Krankenkassen erkennen Qualitätssiegel SPORT PRO GESUNDHEIT an

In § 20 Abs. 1 SGB V macht der Gesetzgeber die Primärprävention als Sollvorschrift zu einer gesetzlichen Aufgabe der Krankenkassen mit stark verpflichtendem Charakter. Die Leistungen der Primärprävention sollen den allgemeinen Gesundheitszustand verbessern und insbesondere einen Beitrag zur Verminderung sozialbedingter Ungleichheit von Gesundheitschancen leisten. Die begrenzten Mittel (5 Mark je Versichertem und Kalenderjahr) legen den Krankenkassen ein enges Handlungskorsett an, gleichzeitig ist eine hohe Qualität bei der Durchführung der Maßnahme Voraussetzung für deren Erfolg.

In einem 40-seitigen Leitfaden haben die Spitzenverbände der Krankenkassen formuliert, welche Handlungsfelder und Kriterien für die Angebote der Primärprävention als verbindlich gelten. Um eine hohe Qualität bei der Durchführung der Maßnahmen zu Gewähr leisten, wird unter dem Kriterium "Anbieterqualifikation" auf Berufsgruppen mit einer staatlich anerkannten Ausbildung im jeweiligen Fachbereich verwiesen. Eine Ausnahme bilden die Maßnahmen unter dem Qualitätssiegel SPORT PRO GESUNDHEIT des Deutschen Sportbundes und der Bundesärztekammer, wenn sie von ÜbungsleiterInnen "Sport in der Prävention" auf der 2. Lizenzstufe durchgeführt werden. Noch nicht abschließend geklärt haben die Krankenkassen, wie hoch im Einzelnen die Bezuschussung von Maßnahmen der Gesundheitsförderung ausfallen wird. Fest steht, dass ausschließlich eine Rückerstattung der Kurskosten für die Teilnehmerinnen und Teilnehmer von Gesundheitskursen erfolgen wird, entweder in vollem Umfang oder anteilig.

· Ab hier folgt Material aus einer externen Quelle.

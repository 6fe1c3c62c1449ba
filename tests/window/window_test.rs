//! Tests for the finite and push sliding window forms.

use std::time::Duration;

use ctxtail::window::{sliding_window, SharedStream, SlidingWindowExt};
use futures_util::StreamExt;
use tokio::sync::mpsc;
use tokio_stream::wrappers::UnboundedReceiverStream;

#[test]
fn finite_window_count() {
    for size in 1..=4 {
        for len in 0..=6usize {
            let windows: Vec<Vec<usize>> = (0..len).sliding_window(size).collect();
            assert_eq!(windows.len(), (len + 1).saturating_sub(size));
        }
    }
}

#[tokio::test]
async fn push_form_records_same_windows_as_finite_form() {
    let items: Vec<String> = ["a", "b", "c", "d", "e"].iter().map(ToString::to_string).collect();
    let expected: Vec<Vec<String>> = items.clone().into_iter().sliding_window(3).collect();

    let (tx, rx) = mpsc::unbounded_channel();
    let windows = sliding_window(UnboundedReceiverStream::new(rx), 3);
    let recorder = tokio::spawn(windows.collect::<Vec<_>>());

    for item in items {
        tx.send(item).unwrap();
        tokio::time::sleep(Duration::from_millis(1)).await;
    }
    drop(tx);

    assert_eq!(recorder.await.unwrap(), expected);
}

#[tokio::test]
async fn dropping_windows_releases_source() {
    let (tx, rx) = mpsc::unbounded_channel::<u32>();
    let mut windows = sliding_window(UnboundedReceiverStream::new(rx), 2);

    tx.send(1).unwrap();
    tx.send(2).unwrap();
    assert_eq!(windows.next().await, Some(vec![1, 2]));

    drop(windows);
    tokio::time::sleep(Duration::from_millis(20)).await;
    assert!(tx.is_closed());
}

#[tokio::test]
async fn shared_stream_late_subscriber_joins_mid_stream() {
    let (tx, rx) = mpsc::unbounded_channel::<u32>();
    let shared = SharedStream::from_stream(UnboundedReceiverStream::new(rx));

    let mut early = shared.subscribe();
    tx.send(1).unwrap();
    assert_eq!(early.next().await, Some(1));

    let mut late = shared.subscribe();
    tx.send(2).unwrap();
    assert_eq!(early.next().await, Some(2));
    assert_eq!(late.next().await, Some(2));
    assert_eq!(shared.subscriber_count(), 2);
}

#[tokio::test]
async fn windows_pending_until_full() {
    let (tx, rx) = mpsc::unbounded_channel::<u32>();
    let mut windows = tokio_test::task::spawn(sliding_window(UnboundedReceiverStream::new(rx), 2));

    tokio_test::assert_pending!(windows.poll_next());
    tx.send(1).unwrap();
    tokio::time::sleep(Duration::from_millis(20)).await;
    tokio_test::assert_pending!(windows.poll_next());

    tx.send(2).unwrap();
    tokio::time::sleep(Duration::from_millis(20)).await;
    tokio_test::assert_ready_eq!(windows.poll_next(), Some(vec![1, 2]));
}
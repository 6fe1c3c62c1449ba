//! ctxtail - live log tailing with grep-style context windows.
//!
//! [`tail`] turns a growing file into a stream of numbered lines, [`window`]
//! groups sequences into fixed-size sliding windows, and [`context`] builds
//! focus-line bundles from those windows.

pub mod config;
pub mod context;
pub mod display;
pub mod tail;
pub mod window;
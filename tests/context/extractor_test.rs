//! Tests for finite and streaming context extraction.

use std::convert::Infallible;
use std::io::Write;

use ctxtail::context::{ContextBundle, ContextExtractor};
use ctxtail::tail::{Line, TailError};
use futures_util::{stream, StreamExt};
use regex::Regex;
use tempfile::NamedTempFile;

fn numbered(contents: &[&str]) -> Vec<Line> {
    contents
        .iter()
        .zip(1..)
        .map(|(content, n)| Line::new(n, *content))
        .collect()
}

fn bundle(preceding: &[Line], line: &Line, following: &[Line]) -> ContextBundle {
    let window: Vec<Line> = preceding
        .iter()
        .chain(std::iter::once(line))
        .chain(following)
        .cloned()
        .collect();
    ContextBundle::from_window(window, preceding.len()).unwrap()
}

#[test]
fn no_pattern_emits_every_full_window() {
    let lines = numbered(&["A", "B", "C", "D"]);
    let bundles: Vec<ContextBundle> = ContextExtractor::new(1, 1).extract(lines.clone()).collect();

    assert_eq!(
        bundles,
        vec![
            bundle(&lines[0..1], &lines[1], &lines[2..3]),
            bundle(&lines[1..2], &lines[2], &lines[3..4]),
        ]
    );
}

#[test]
fn pattern_selects_focus_line() {
    let lines = numbered(&["A", "B", "C", "D"]);
    let extractor = ContextExtractor::new(1, 1).with_pattern(Regex::new("^C$").unwrap());
    let bundles: Vec<ContextBundle> = extractor.extract(lines.clone()).collect();

    assert_eq!(bundles, vec![bundle(&lines[1..2], &lines[2], &lines[3..4])]);
}

#[test]
fn bundle_line_numbers_are_contiguous() {
    let lines = numbered(&["a", "b", "c", "d", "e", "f", "g", "h"]);
    for preceding in 0..=3 {
        for following in 0..=3 {
            let extractor = ContextExtractor::new(preceding, following);
            let bundles: Vec<ContextBundle> = extractor.extract(lines.clone()).collect();
            assert_eq!(
                bundles.len(),
                (lines.len() + 1).saturating_sub(extractor.window_size())
            );

            for b in &bundles {
                assert_eq!(b.preceding_lines().len(), preceding);
                assert_eq!(b.following_lines().len(), following);
                let numbers: Vec<u64> = b.lines().map(Line::line_number).collect();
                assert!(numbers.windows(2).all(|pair| pair[1] == pair[0] + 1));
                if let Some(last) = b.preceding_lines().last() {
                    assert_eq!(b.line().line_number(), last.line_number() + 1);
                }
                if let Some(first) = b.following_lines().first() {
                    assert_eq!(first.line_number(), b.line().line_number() + 1);
                }
            }
        }
    }
}

#[test]
fn extraction_is_repeatable() {
    let lines = numbered(&["x ERROR", "y", "z ERROR", "w", "v"]);
    let extractor = ContextExtractor::new(1, 1).with_pattern(Regex::new("ERROR").unwrap());

    let first: Vec<ContextBundle> = extractor.extract(lines.clone()).collect();
    let second: Vec<ContextBundle> = extractor.extract(lines).collect();

    assert_eq!(first, second);
    assert_eq!(
        first.iter().map(ToString::to_string).collect::<Vec<_>>(),
        second.iter().map(ToString::to_string).collect::<Vec<_>>()
    );
}

#[test]
fn read_file_includes_unterminated_last_line() {
    let mut file = NamedTempFile::new().unwrap();
    write!(file, "one\ntwo ERROR\nthree").unwrap();
    file.flush().unwrap();

    let extractor = ContextExtractor::new(1, 1).with_pattern(Regex::new("ERROR").unwrap());
    let bundles = extractor.read_file(file.path()).unwrap();

    assert_eq!(bundles.len(), 1);
    assert_eq!(bundles[0].line(), &Line::new(2, "two ERROR"));
    assert_eq!(bundles[0].following_lines(), &[Line::new(3, "three")]);
}

#[test]
fn read_file_missing_is_access_error() {
    let result = ContextExtractor::new(0, 0)
        .read_file(std::path::Path::new("/tmp/nonexistent-ctxtail-read.log"));
    assert!(matches!(result, Err(TailError::NotFound(_))));
}

#[tokio::test]
async fn stream_and_finite_forms_agree() {
    let lines = numbered(&["a", "ERROR b", "c", "ERROR d", "e", "f"]);
    for (preceding, following) in [(0, 0), (1, 1), (2, 1), (0, 3)] {
        let extractor =
            ContextExtractor::new(preceding, following).with_pattern(Regex::new("ERROR").unwrap());
        let finite: Vec<ContextBundle> = extractor.extract(lines.clone()).collect();

        let source = stream::iter(lines.clone().into_iter().map(Ok::<_, Infallible>));
        let pushed: Vec<ContextBundle> = extractor
            .extract_stream(source)
            .map(|result| result.unwrap())
            .collect()
            .await;

        assert_eq!(pushed, finite, "preceding={preceding} following={following}");
    }
}

#[tokio::test]
async fn stream_error_is_delivered() {
    let source = stream::iter(vec![
        Ok(Line::new(1, "a")),
        Err(TailError::Task("read failed".to_string())),
    ]);
    let results: Vec<Result<ContextBundle, TailError>> =
        ContextExtractor::new(2, 2).extract_stream(source).collect().await;

    assert_eq!(results.len(), 1);
    assert!(matches!(results[0], Err(TailError::Task(_))));
}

Für Vereinsangebote die das Qualitätssiegel SPORT PRO GESUNDHEIT auf Landesebene verliehen bekommen haben, entfällt durch die Aufnahme in den Leitfaden die Einzelprüfung durch die Krankenkassen. Das gilt gleichermaßen für alle Angebote die über den PLUSPUNKT GESUNDHEIT. DTB mit dem neuen Qualitätssiegel ausgezeichnet worden sind, da die Kriterien für den PLUSPUNKT GESUNDHEIT. DTB und das Qualitätssiegel SPORT PRO GESUNDHEIT identisch sind, Letzteres damit als Dachmarke dient. In gleicher Weise gilt dies für die Angebote des Schwimmverbandes Nordrhein-Westfalen mit dessen Qualitätssiegel "gesund & fit im Wasser". Die Förderung der Qualitätssiegelangebote wird von den Krankenkassen inhaltlich auf folgende Schwerpunkte begrenzt:

 

  1. Bewegung zur Förderung der Herz-Kreislauf-Funktion

  2. Bewegung zur Förderung des Muskel-Skelettsystems.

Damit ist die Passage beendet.